E. coli employs different scales of regulatory control to establish homeostasis (see, e.g., [11]) or to adapt to external stimuli. Recently, we introduced the concept of digital and analog control to differentiate between the regulatory response coordinated by dedicated TFs and DNA architectural proteins, respectively [12]. We found that as soon as one form is limited (by TF mutations or changes in the DNA superhelicity), the other form of control compensates, exhibiting a balance of regulatory control. An analysis employing methods from point process statistics has been able to further support the interplay of digital and analog control by analyzing gene distributions [13]. In the following, we want to delineate the interplay between the subnet usage as a TF mediated, topologically based form of control, and two other scales of regulatory control: translational inhibition and mRNA degradation induced by small non-coding RNAs (sRNAs) and the dynamic coordination of nodes connected in a feed-forward loop.

Results

Networks

We consider the most complete prokaryotic TRN available, the TRN of the bacterium E. coli. Nodes in our network correspond to genes (and the respective TF) while a directed edge represents a regulatory interaction mediated by a TF. Based on the version 6.3 of the Regulon database [14], the TRN comprises 1515 nodes and 3171 links, with 162 regulators (i.e. nodes which regulate at least one other gene) and 1432 target nodes (i.e. nodes which are regulated by at least one other gene).

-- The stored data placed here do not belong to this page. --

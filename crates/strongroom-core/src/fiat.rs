//! Fiat valuation snapshots

use rust_decimal::Decimal;
use serde::{Deserialize, Serialize};

use crate::ledger::ExchangeRate;

/// Base units per whole coin
pub const BASE_UNITS_PER_COIN: i64 = 100_000_000;

/// Fiat valuation of an amount at a point in time
#[derive(Debug, Default, Clone, PartialEq, Eq, Serialize, Deserialize)]
pub struct FiatPayment {
    /// Exchange that supplied the rate
    pub exchange_name: Option<String>,
    /// Local currency units per whole coin
    pub rate: Option<Decimal>,
    /// ISO 4217 currency code
    pub currency: Option<String>,
    /// Converted amount in local currency
    pub amount: Option<Decimal>,
}

impl FiatPayment {
    /// Value `amount` (base units) at the given rate.
    ///
    /// With no rate every field is absent. A zero or overflowing conversion
    /// leaves only the amount absent.
    pub fn valued_at(amount: i64, rate: Option<&ExchangeRate>) -> Self {
        match rate {
            Some(rate) => Self {
                exchange_name: Some(rate.exchange_name.clone()),
                rate: Some(rate.rate),
                currency: Some(rate.currency.clone()),
                amount: to_local_amount(amount, rate.rate).filter(|local| !local.is_zero()),
            },
            None => Self::default(),
        }
    }

    /// Whether no field is present
    pub fn is_empty(&self) -> bool {
        self.exchange_name.is_none()
            && self.rate.is_none()
            && self.currency.is_none()
            && self.amount.is_none()
    }
}

/// Convert base units to local currency, `None` on overflow
pub fn to_local_amount(amount: i64, rate: Decimal) -> Option<Decimal> {
    Decimal::from(amount)
        .checked_mul(rate)?
        .checked_div(Decimal::from(BASE_UNITS_PER_COIN))
}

We dissect the TRN into subnets, defined as subgraphs consisting of a root node with at least one regulatory interaction, and all downstream nodes (see Figure 1A for an illustrative example network consisting of three subnets). The 162 subnets of the TRN are overlapping and of very different sizes and hierarchical complexities (see the frequency distribution of subnet sizes in Figure 2A and the histogram of relative subnet overlap in Figure 2 in Text S1). Let us consider three examples: the ihfAihfB subnet (see Figure 2B and Figure 1 in Text S1 for a highly resolved version) is the largest subnet in the E. coli TRN with 1021 downstream nodes, among them many regulators, organized in seven hierarchical levels. For the genes ihfA and ihfB, we consider only one subnet, since their regulatory action is mediated by the IHF hetero-dimer, formed by the gene products of both genes. In contrast to older versions of RegulonDB, release 6.3 contains eight mutual interactions between gene pairs, and one 3-node cycle (see Materials and Methods), leading to subnets with many shared downstream nodes (as shown in Figure 2B for fnr-arcA). An exemplary small subnet is shown for the TF agaR in Figure 2B. It contains no regulators and can thus be depicted as a tree with only two hierarchical levels: the root node agaR at the top and all ten target nodes in the bottom layer.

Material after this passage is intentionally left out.